Eiermann gilt bald als einer der besten Schüler Poelzigs,
und umgekehrt ist auch der Lehrer Poelzig die
bestimmende
Grösse in dessen Entwicklung zum Architekten. Dafür
gibt eine Geschichte Beleg, die sein ehemaliger Kommilitone, der Architekturhistoriker
Julius Posener überliefert. Er, Eiermann, habe auf die Frage, wann
ihm denn aufgegangen sei, dass seine Sache im Leben die Architektur
sein werde, geantwortet, das sei gewesen, als er in der Entwurfsklasse
einmal an einem Entwurf herumgezeichnet habe. Poelzig habe sich neben
seinem Tisch aufgebaut und ihm eine Viertelstunde zugesehen.

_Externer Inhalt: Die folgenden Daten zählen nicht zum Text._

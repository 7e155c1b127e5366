pub type FastHashMap<K, V> = rustc_hash::FxHashMap<K, V>;

pub type FastHashSet<K> = rustc_hash::FxHashSet<K>;

#[inline]
pub fn fast_hash_map_new<K, V>() -> FastHashMap<K, V> {
    rustc_hash::FxHashMap::default()
}

#[inline]
pub fn fast_hash_set_new<K>() -> FastHashSet<K> {
    rustc_hash::FxHashSet::default()
}
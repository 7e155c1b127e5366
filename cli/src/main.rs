use std::fs;
use std::path::{Path, PathBuf};
use std::process::ExitCode;

use anyhow::{Context, Result};
use clap::{Parser, Subcommand};
use tracing::debug;
use xsa_core::{
    Analysis, DialectConfig, Severity, SymbolNode, collect_global_declarations, resolve, tokenize,
};

#[derive(Debug, Parser)]
#[command(
    name = "xsa",
    author,
    version,
    about = "Static analyzer for XSLT-style documents with embedded XPath",
    long_about = None
)]
struct CliArgs {
    /// Dialect configuration (TOML). Defaults to the XSLT 3.0 tables.
    #[arg(long, global = true, value_name = "FILE")]
    config: Option<PathBuf>,

    /// Emit machine-readable JSON instead of text.
    #[arg(long, global = true)]
    json: bool,

    #[command(subcommand)]
    command: Commands,
}

#[derive(Debug, Subcommand)]
enum Commands {
    /// Analyze a document and report diagnostics.
    Check {
        file: PathBuf,
        /// Extra documents whose declarations are treated as imported.
        #[arg(long = "with", value_name = "FILE")]
        with: Vec<PathBuf>,
    },
    /// Print the document outline.
    Outline { file: PathBuf },
    /// Dump the flat token stream.
    Tokens { file: PathBuf },
    /// List the document's global declarations.
    Decls { file: PathBuf },
}

fn main() -> ExitCode {
    tracing_subscriber::fmt()
        .with_env_filter(
            tracing_subscriber::EnvFilter::try_from_default_env()
                .unwrap_or_else(|_| "warn".into()),
        )
        .with_writer(std::io::stderr)
        .init();

    let args = CliArgs::parse();
    match run(args) {
        Ok(code) => code,
        Err(err) => {
            eprintln!("error: {err:#}");
            ExitCode::from(2)
        }
    }
}

fn run(args: CliArgs) -> Result<ExitCode> {
    let config = load_config(args.config.as_deref())?;
    match args.command {
        Commands::Check { file, with } => check(&file, &with, &config, args.json),
        Commands::Outline { file } => {
            let text = read(&file)?;
            let analysis = analyze(&text, &[], &config);
            if args.json {
                println!("{}", serde_json::to_string_pretty(&analysis.symbols)?);
            } else {
                for symbol in &analysis.symbols {
                    print_symbol(symbol, 0);
                }
            }
            Ok(ExitCode::SUCCESS)
        }
        Commands::Tokens { file } => {
            let text = read(&file)?;
            let tokens = tokenize(&text, &config);
            if args.json {
                println!("{}", serde_json::to_string_pretty(&tokens)?);
            } else {
                for token in &tokens {
                    let error = match token.error {
                        Some(e) => format!("  !{e:?}"),
                        None => String::new(),
                    };
                    println!(
                        "{}:{}\t{:?}\t{}{}",
                        token.line, token.start_col, token.kind, token.value, error
                    );
                }
            }
            Ok(ExitCode::SUCCESS)
        }
        Commands::Decls { file } => {
            let text = read(&file)?;
            let decls = collect_global_declarations(&text, &config);
            if args.json {
                println!("{}", serde_json::to_string_pretty(&decls)?);
            } else {
                for decl in &decls {
                    let arity = match decl.arity {
                        Some(n) => format!("/{n}"),
                        None => String::new(),
                    };
                    println!(
                        "{}\t{:?}\t{}{}",
                        decl.defining_token.span(),
                        decl.kind,
                        decl.name,
                        arity
                    );
                }
            }
            Ok(ExitCode::SUCCESS)
        }
    }
}

fn check(file: &Path, with: &[PathBuf], config: &DialectConfig, json: bool) -> Result<ExitCode> {
    let text = read(file)?;
    let mut imported = Vec::new();
    for path in with {
        let other = read(path)?;
        imported.extend(collect_global_declarations(&other, config));
    }
    debug!(imported = imported.len(), "collected imported declarations");

    let analysis = analyze(&text, &imported, config);
    if json {
        println!("{}", serde_json::to_string_pretty(&analysis.diagnostics)?);
    } else {
        for diagnostic in &analysis.diagnostics {
            println!("{}: {}", file.display(), diagnostic);
        }
    }
    let failed = analysis
        .diagnostics
        .iter()
        .any(|d| d.severity == Severity::Error);
    Ok(if failed { ExitCode::FAILURE } else { ExitCode::SUCCESS })
}

fn analyze(text: &str, imported: &[xsa_core::GlobalDeclaration], config: &DialectConfig) -> Analysis {
    let locals = collect_global_declarations(text, config);
    let mut tokens = tokenize(text, config);
    resolve(&mut tokens, &locals, imported, config)
}

fn load_config(path: Option<&Path>) -> Result<DialectConfig> {
    match path {
        Some(path) => {
            let text = fs::read_to_string(path)
                .with_context(|| format!("cannot read config {}", path.display()))?;
            DialectConfig::from_toml_str(&text)
        }
        None => Ok(DialectConfig::default()),
    }
}

fn read(path: &Path) -> Result<String> {
    fs::read_to_string(path).with_context(|| format!("cannot read {}", path.display()))
}

fn print_symbol(symbol: &SymbolNode, depth: usize) {
    println!(
        "{}{}  [{}]",
        "  ".repeat(depth),
        symbol.display_name(),
        symbol.range
    );
    for child in &symbol.children {
        print_symbol(child, depth + 1);
    }
}
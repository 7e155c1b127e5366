use serde::Serialize;
use tracing::debug;

use crate::config::DialectConfig;
use crate::token::chars::{BraceContext, CharState, classify};
use crate::token::span::{Position, utf16_width};
use crate::token::{Span, local_name};

/// Named construct visible outside its immediate lexical container.
#[derive(Debug, Clone, Copy, PartialEq, Eq, Serialize)]
pub enum DeclKind {
    Variable,
    Parameter,
    Function,
    Template,
    Mode,
    Key,
    Accumulator,
    AttributeSet,
    Import,
    Include,
    UsePackage,
    NamespaceBinding,
}

/// Position and text of the token that defines a declaration, detached
/// from any token stream so declaration sets can be threaded across
/// documents as read-only input.
#[derive(Debug, Clone, PartialEq, Serialize)]
pub struct TokenSummary {
    pub line: u32,
    pub start_col: u32,
    pub length: u32,
    pub value: String,
}

impl TokenSummary {
    pub fn span(&self) -> Span {
        Span::new(
            Position::new(self.line, self.start_col),
            Position::new(self.line, self.start_col + self.length),
        )
    }
}

#[derive(Debug, Clone, PartialEq, Serialize)]
pub struct GlobalDeclaration {
    pub kind: DeclKind,
    pub name: String,
    pub defining_token: TokenSummary,
    /// Declared parameter count, for functions and named templates.
    pub arity: Option<usize>,
    /// Parameter names for functions/templates, attribute names for
    /// attribute sets.
    pub member_names: Vec<String>,
}

impl GlobalDeclaration {
    /// Local part of the declared name (prefix stripped).
    pub fn local_name(&self) -> &str {
        local_name(&self.name)
    }
}

/// Lightweight pre-pass: walks the same character loop as the full
/// lexer but records only declaration-shaped facts. Usable standalone,
/// without resolution or diagnostics.
pub fn collect_global_declarations(text: &str, config: &DialectConfig) -> Vec<GlobalDeclaration> {
    let scanner = DeclScanner::new(text, config);
    let decls = scanner.run();
    debug!(count = decls.len(), "global declaration scan complete");
    decls
}

/// One attribute captured while its start tag is still open.
#[derive(Debug, Clone)]
struct RawAttr {
    name: String,
    value: String,
    value_pos: Position,
}

struct DeclScanner<'a> {
    chars: Vec<char>,
    len: usize,
    idx: usize,
    line: u32,
    col: u32,
    state: CharState,
    config: &'a DialectConfig,
    /// Count of structurally open elements around the cursor.
    depth: usize,
    element_name: String,
    /// Pending attribute-name buffer; cleared on every `=` transition
    /// and every tag-open.
    attr_name: String,
    attr_value: String,
    attr_value_pos: Position,
    attrs: Vec<RawAttr>,
    in_close_tag: bool,
    /// Declaration currently open at depth 1, accumulating members.
    current: Option<GlobalDeclaration>,
    decls: Vec<GlobalDeclaration>,
}

impl<'a> DeclScanner<'a> {
    fn new(text: &str, config: &'a DialectConfig) -> Self {
        let chars: Vec<char> = text.chars().collect();
        Self {
            len: chars.len(),
            chars,
            idx: 0,
            line: 0,
            col: 0,
            state: CharState::Init,
            config,
            depth: 0,
            element_name: String::new(),
            attr_name: String::new(),
            attr_value: String::new(),
            attr_value_pos: Position::start(),
            attrs: Vec::new(),
            in_close_tag: false,
            current: None,
            decls: Vec::new(),
        }
    }

    fn advance(&mut self) {
        if self.chars[self.idx] == '\n' {
            self.line += 1;
            self.col = 0;
        } else {
            self.col += utf16_width(self.chars[self.idx]);
        }
        self.idx += 1;
    }

    fn run(mut self) -> Vec<GlobalDeclaration> {
        use CharState::*;
        while self.idx < self.len {
            let c = self.chars[self.idx];
            let next = self.chars.get(self.idx + 1).copied();
            let prev = self.state;
            let new = classify(prev, c, next);

            match (prev, new) {
                (TagOpen, ElementName) => {
                    self.element_name.clear();
                    self.element_name.push(c);
                    self.attrs.clear();
                    self.attr_name.clear();
                    self.in_close_tag = false;
                }
                (ElementName, ElementName) => self.element_name.push(c),
                (TagOpen, CloseTagSlash) => {
                    self.element_name.clear();
                    self.in_close_tag = true;
                }
                (CloseTagSlash, CloseTagName) | (CloseTagName, CloseTagName) => {
                    self.element_name.push(c);
                }
                (InTag, AttributeName) | (AfterAttributeName, AttributeName) => {
                    self.attr_name.clear();
                    self.attr_name.push(c);
                }
                (AttributeName, AttributeName) => self.attr_name.push(c),
                (AttributeName, AfterEquals)
                | (AfterAttributeName, AfterEquals)
                | (InTag, AfterEquals) => {
                    self.attr_value.clear();
                }
                (AfterEquals, AttributeDouble) | (AfterEquals, AttributeSingle) => {
                    self.attr_value.clear();
                    // Value text starts after the quote.
                    self.attr_value_pos = Position::new(self.line, self.col + 1);
                }
                (AttributeDouble, AttributeDouble)
                | (AttributeSingle, AttributeSingle)
                | (AttributeDouble, Entity(BraceContext::Double))
                | (AttributeSingle, Entity(BraceContext::Single))
                | (Entity(BraceContext::Double), AttributeDouble)
                | (Entity(BraceContext::Single), AttributeSingle)
                | (Entity(BraceContext::Double), Entity(BraceContext::Double))
                | (Entity(BraceContext::Single), Entity(BraceContext::Single))
                | (AttributeDouble, AvtHole(BraceContext::Double))
                | (AttributeSingle, AvtHole(BraceContext::Single))
                | (AvtHole(BraceContext::Double), AvtHole(BraceContext::Double))
                | (AvtHole(BraceContext::Single), AvtHole(BraceContext::Single))
                | (AvtHole(BraceContext::Double), AttributeDouble)
                | (AvtHole(BraceContext::Single), AttributeSingle)
                | (AttributeDouble, BraceEscape(BraceContext::Double))
                | (AttributeSingle, BraceEscape(BraceContext::Single))
                | (BraceEscape(BraceContext::Double), AttributeDouble)
                | (BraceEscape(BraceContext::Single), AttributeSingle) => {
                    self.attr_value.push(c);
                }
                (AttributeDouble, InTag) | (AttributeSingle, InTag) => {
                    self.attrs.push(RawAttr {
                        name: std::mem::take(&mut self.attr_name),
                        value: std::mem::take(&mut self.attr_value),
                        value_pos: self.attr_value_pos,
                    });
                }
                (ElementName, Init)
                | (InTag, Init)
                | (AttributeName, Init)
                | (AfterAttributeName, Init)
                | (AfterEquals, Init) => {
                    if self.in_close_tag {
                        self.element_closed();
                    } else {
                        self.tag_finished(false);
                    }
                }
                (CloseTagName, Init) | (CloseTagSlash, Init) => {
                    self.element_closed();
                }
                (SelfClosePending, Init) => {
                    self.tag_finished(true);
                }
                _ => {}
            }

            self.state = new;
            self.advance();
        }
        if let Some(decl) = self.current.take() {
            self.decls.push(decl);
        }
        self.decls
    }

    fn attr(&self, local: &str) -> Option<&RawAttr> {
        self.attrs.iter().find(|a| local_name(&a.name) == local)
    }

    /// A start tag just closed with `>` or `/>`. Depth is still the
    /// pre-open depth when this fires.
    fn tag_finished(&mut self, self_close: bool) {
        let element = std::mem::take(&mut self.element_name);
        let local = local_name(&element).to_string();

        if self.depth == 0 {
            // Namespace-prefix bindings live on the outermost element.
            for attr in &self.attrs {
                if let Some(prefix) = attr.name.strip_prefix("xmlns:") {
                    self.decls.push(GlobalDeclaration {
                        kind: DeclKind::NamespaceBinding,
                        name: prefix.to_string(),
                        defining_token: summary(&attr.value, attr.value_pos),
                        arity: None,
                        member_names: Vec::new(),
                    });
                }
            }
        } else if self.depth == 1 {
            if let Some(decl) = self.current.take() {
                self.decls.push(decl);
            }
            if let Some(kind) = self.config.declaration_kind(&local) {
                if let Some(decl) = self.build_declaration(kind) {
                    if self_close {
                        self.decls.push(decl);
                    } else {
                        self.current = Some(decl);
                    }
                }
            }
        } else if self.depth == 2 {
            // Depth-2 params belong to the enclosing function/template,
            // never to the global set.
            if local == "param" {
                if let Some(current) = self.current.as_mut() {
                    if matches!(current.kind, DeclKind::Function | DeclKind::Template) {
                        if let Some(name_attr) =
                            self.attrs.iter().find(|a| local_name(&a.name) == "name")
                        {
                            current.member_names.push(name_attr.value.clone());
                            current.arity = Some(current.member_names.len());
                        }
                    }
                }
            }
        }

        if !self_close {
            self.depth += 1;
        }
        self.attrs.clear();
    }

    fn element_closed(&mut self) {
        self.depth = self.depth.saturating_sub(1);
        if self.depth <= 1 {
            if let Some(decl) = self.current.take() {
                self.decls.push(decl);
            }
        }
        self.element_name.clear();
    }

    fn build_declaration(&self, kind: DeclKind) -> Option<GlobalDeclaration> {
        let name_attr = match kind {
            DeclKind::Import | DeclKind::Include => self.attr("href")?,
            DeclKind::Template => {
                // Match-only templates are not named declarations, but a
                // mode-carrying one still surfaces under its mode name.
                match self.attr("name") {
                    Some(a) => a,
                    None => self.attr("mode")?,
                }
            }
            _ => self.attr("name")?,
        };
        let arity = match kind {
            DeclKind::Function => Some(0),
            _ => None,
        };
        Some(GlobalDeclaration {
            kind,
            name: name_attr.value.clone(),
            defining_token: summary(&name_attr.value, name_attr.value_pos),
            arity,
            member_names: Vec::new(),
        })
    }
}

fn summary(value: &str, pos: Position) -> TokenSummary {
    TokenSummary {
        line: pos.line,
        start_col: pos.column,
        length: value.encode_utf16().count() as u32,
        value: value.to_string(),
    }
}
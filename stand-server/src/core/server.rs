//! Server Implementation
//!
//! HTTP 服务器启动和管理

use tokio::net::TcpListener;
use tokio::signal;

use crate::api::build_app;
use crate::core::{Config, ServerState};

/// HTTP Server
pub struct Server {
    config: Config,
}

impl Server {
    pub fn new(config: Config) -> Self {
        Self { config }
    }

    pub async fn run(&self) -> anyhow::Result<()> {
        let state = ServerState::initialize(&self.config).await?;

        let app = build_app(&state).with_state(state.clone());

        let addr = std::net::SocketAddr::from(([0, 0, 0, 0], self.config.http_port));
        let listener = TcpListener::bind(addr).await?;
        tracing::info!("🍋 Lemonade stand server listening on {}", addr);

        axum::serve(listener, app)
            .with_graceful_shutdown(shutdown_signal())
            .await?;

        // 等待连接池中的写操作完成
        if tokio::time::timeout(self.config.shutdown_timeout(), state.pool.close())
            .await
            .is_err()
        {
            tracing::warn!("Database pool did not close within shutdown timeout");
        }
        tracing::info!("Server stopped");
        Ok(())
    }
}

async fn shutdown_signal() {
    let ctrl_c = async {
        if let Err(e) = signal::ctrl_c().await {
            tracing::error!("Failed to install Ctrl+C handler: {}", e);
            std::future::pending::<()>().await;
        }
    };

    #[cfg(unix)]
    let terminate = async {
        match signal::unix::signal(signal::unix::SignalKind::terminate()) {
            Ok(mut sig) => {
                sig.recv().await;
            }
            Err(e) => {
                tracing::error!("Failed to install SIGTERM handler: {}", e);
                std::future::pending::<()>().await;
            }
        }
    };

    #[cfg(not(unix))]
    let terminate = std::future::pending::<()>();

    tokio::select! {
        _ = ctrl_c => {
            tracing::info!("Received Ctrl+C signal, shutting down gracefully...");
        },
        _ = terminate => {
            tracing::info!("Received SIGTERM signal, shutting down gracefully...");
        },
    }
}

Danach
habe er gesagt: "Mach man so weiter, mein Junge" und sei gegangen. "Da
wusste ich", sagte Eiermann, "dass ich ein Architekt bin."
Aufgrund besonderer Leistungen wird Eiermann noch als junger Student
1925 in das Meisteratelier von Poelzig übernommen, eine Ausnahme unter
den übrigen Mitgliedern der Meisterklasse, die bereits alle diplomiert
und somit einige Jahre älter sind als er.